• Task to complete
Please work out how many lines in the entries contain "EnvMapping", then give that number with nothing added.

(Saved entries)
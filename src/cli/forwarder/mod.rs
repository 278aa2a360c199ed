//! Forwarder command - serves the relay, history and stats endpoints

use std::sync::Arc;

use tracing::info;

use crate::api::router::create_forwarder_router;
use crate::api::state::ForwarderState;

/// Run the forwarder server
pub async fn run() -> anyhow::Result<()> {
    let config = super::bootstrap();
    let relay = super::build_relay(&config)?;

    info!(
        responder = %config.relay.responder_url,
        max_attempts = relay.policy().max_attempts,
        "Forwarding to responder"
    );

    let app = create_forwarder_router(ForwarderState::new(Arc::new(relay)));
    super::serve("forwarder", app, config.forwarder.socket_addr()?, &config).await
}
use async_trait::async_trait;
use std::collections::HashMap;
use std::env;

use crate::domain::{Credential, CredentialProvider, DomainError, ProviderKind};

/// Environment variables backing one provider kind
#[derive(Debug, Clone)]
pub struct EnvMapping {
    /// Candidates for the secret, first set one wins
    pub secret_vars: Vec<String>,
    pub additional_vars: HashMap<String, String>,
}

impl EnvMapping {
    pub fn new(secret_var: impl Into<String>) -> Self {
        Self {
            secret_vars: vec![secret_var.into()],
            additional_vars: HashMap::new(),
        }
    }

    pub fn or_var(mut self, secret_var: impl Into<String>) -> Self {
        self.secret_vars.push(secret_var.into());
        self
    }

    pub fn with_var(mut self, param_name: impl Into<String>, env_var: impl Into<String>) -> Self {
        self.additional_vars.insert(param_name.into(), env_var.into());
        self
    }
}

/// Credential provider that reads from environment variables
#[derive(Debug)]
pub struct EnvCredentialProvider {
    mappings: HashMap<ProviderKind, EnvMapping>,
}

impl EnvCredentialProvider {
    pub fn new() -> Self {
        Self {
            mappings: HashMap::new(),
        }
    }

    pub fn with_mapping(mut self, provider: ProviderKind, mapping: EnvMapping) -> Self {
        self.mappings.insert(provider, mapping);
        self
    }

    pub fn with_defaults(mut self) -> Self {
        self.mappings
            .insert(ProviderKind::OpenAi, EnvMapping::new("OPENAI_API_KEY"));

        self.mappings.insert(
            ProviderKind::Bedrock,
            EnvMapping::new("AWS_ACCESS_KEY_ID")
                .or_var("AWS_PROFILE")
                .or_var("AWS_ROLE_ARN")
                .with_var("region", "AWS_REGION"),
        );

        self
    }

    fn read_credential(&self, provider: ProviderKind) -> Result<Credential, DomainError> {
        let mapping = self.mappings.get(&provider).ok_or_else(|| {
            DomainError::backend_unavailable(
                provider.as_str(),
                "No environment mapping for this provider",
            )
        })?;

        let secret = mapping
            .secret_vars
            .iter()
            .find_map(|var| env::var(var).ok().filter(|v| !v.trim().is_empty()))
            .ok_or_else(|| {
                DomainError::backend_unavailable(
                    provider.as_str(),
                    format!("Credentials not configured: set {}", mapping.secret_vars.join(", ")),
                )
            })?;

        let mut credential = Credential::new(provider, secret);

        for (param_name, env_var) in &mapping.additional_vars {
            if let Ok(value) = env::var(env_var) {
                credential = credential.with_param(param_name, value);
            }
        }

        Ok(credential)
    }
}

impl Default for EnvCredentialProvider {
    fn default() -> Self {
        Self::new().with_defaults()
    }
}

#[async_trait]
impl CredentialProvider for EnvCredentialProvider {
    async fn get_credential(&self, provider: ProviderKind) -> Result<Credential, DomainError> {
        self.read_credential(provider)
    }

    fn provider_name(&self) -> &'static str {
        "env"
    }
}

• Exercise answer
6